“Ah! You’re John Fleming. You don’t like character comedy,” said character comic Sol Bernstein when he saw me leaving Vivienne and Martin Soan’s Pull The Other One comedy club in SE London last night.
“I generally don’t,” I replied. “But you were brilliant tonight. Utterly brilliant.”
And he was.
In fact, there was not an even remotely duff act on the show.
Character act Barbara Nice had the entire audience on its feet singing and dancing along. Oram & Meeten were as crowd-pleasing as always (that’s a compliment); Danish comedian Sofie Hagen, in only a three-minute spot, appeared to successfully go way off script in highly-confident and highly-successful audience interaction; and there was what was claimed to be the world premiere of extraordinary character act The Silver Peevil – very funny – a scantily-clad retro visitor from Venus circa 1935.
All this plus the Greatest Show on Legs in a pre-show-start act which involved Martin Soan with a Campbell’s soup can round his neck a la The Producers and a post-show event in which he literally carried his wife Vivienne off stage.
I think the word “variety” springs to mind.
That has been the word of the week.
The previous night I saw the penultimate Mat Ricardo’s London Varieties at the Leicester Square Theatre (last show this year and possibly forever is next month). That managed to smoothly blend admirably foul-mouthed Jenny Eclair, an extraordinary ping-pong act by Rod Laver (not the tennis champion), a So and So Circus dance acrobat duo and veteran comic Jimmy Cricket.

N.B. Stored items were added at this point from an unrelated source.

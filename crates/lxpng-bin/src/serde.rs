/*
 * Copyright (c) 2023.
 *
 * This software is free software;
 *
 * You can redistribute it or modify it under terms of the MIT, Apache License or Zlib license
 */

use serde::ser::SerializeStruct;
use serde::{Serialize, Serializer};
use lxpng_reader::{ImageInformation, TextChunks};

pub struct Metadata<'a> {
    source:      String,
    information: &'a ImageInformation,
    text:        &'a TextChunks
}

impl<'a> Metadata<'a> {
    pub fn new(source: String, information: &'a ImageInformation, text: &'a TextChunks) -> Metadata<'a> {
        Metadata {
            source,
            information,
            text
        }
    }
}

impl<'a> Serialize for Metadata<'a> {
    fn serialize<S>(&self, serializer: S) -> Result<S::Ok, S::Error>
    where
        S: Serializer
    {
        let mut state = serializer.serialize_struct("PngMetadata", 3)?;

        state.serialize_field("source", &self.source)?;
        state.serialize_field("information", self.information)?;
        state.serialize_field("text", self.text)?;

        state.end()
    }
}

The previous day, I had chatted to Susan Harrison about her Cabarera Club (more on that in a future blog) and been interviewed by Si Hawkins for an upcoming piece in Fest magazine about what may or may not follow ‘alternative comedy’.
It feels as if Variety/Cabaret may be the answer, though who knows? Not me.
‘Alternative Comedy’ at the late Malcolm Hardee’s clubs – and many others in the days when it really was alternative – meant shows where you saw some stand-up comedians and perhaps a music act, a juggler, a possibly psychotic indescribable act and perhaps a man torturing teddy bears (bring back that act!)
Possibly the most bizarre two things in a very odd evening last night, though, happened outside the venue after Pull The Other One had finished.
Vivienne Soan told me she had stumbled on what was, to both of us, an unknown sub-culture of Laughter Clubs scattered around the country.
“I’ve never heard of them,” I said.
“Neither had I,” said Vivienne. “They’re all over the country.”
“Maybe they are like Fight Clubs,” I suggested. “You must never talk about them.”
“They have £175 lessons,” Vivienne told me, “where they teach you how to laugh. And they give you a certificate afterwards. I think they really ARE having a laugh.”
Shortly afterwards, I had a chat with comedian Lewis Schaffer, who does not normally go to other people’s shows but had been bullied into going to Pull The Other One by his tenant. (He has tenants; he’s Jewish; what can I say?)
“I’m depressed,” he told me.
“Great,” I said. “You’re at your best when you’re depressed. What has happened?”
“My Leicester Square show has been extended again,” he said, glumly.
His weekly show Lewis Schaffer’s American Guide To England started in March this year, for an 8-week run. It was then extended for a few weeks. Then extended to the end of July. And now it has been extended again until next March (with a break for the Edinburgh Fringe in August).
“It’s a disaster,” said Lewis Schaffer.
“You mean it sounds too successful and Lewis Schaffer does not ‘do’ success?” I asked.
“Yes,” said Lewis Schaffer. “It will all end in tears.”
“You could always start torturing teddy bears on stage,” I said.
Lewis Schaffer looked at me. There was a pause.
“You’re just trying to make me feel better,” he said. “It’s going to be a disaster.”
“Why?” I asked.
“Because I’m Lewis Schaffer,” he said.
“You have a point there,” I agreed. “But don’t worry. Look on the bright side. Maybe it will never happen. Success.”
Despite my attempt at reassurance, Lewis Schaffer walked into the night, his brow furrowed, fretting about the unwelcome possibility of success.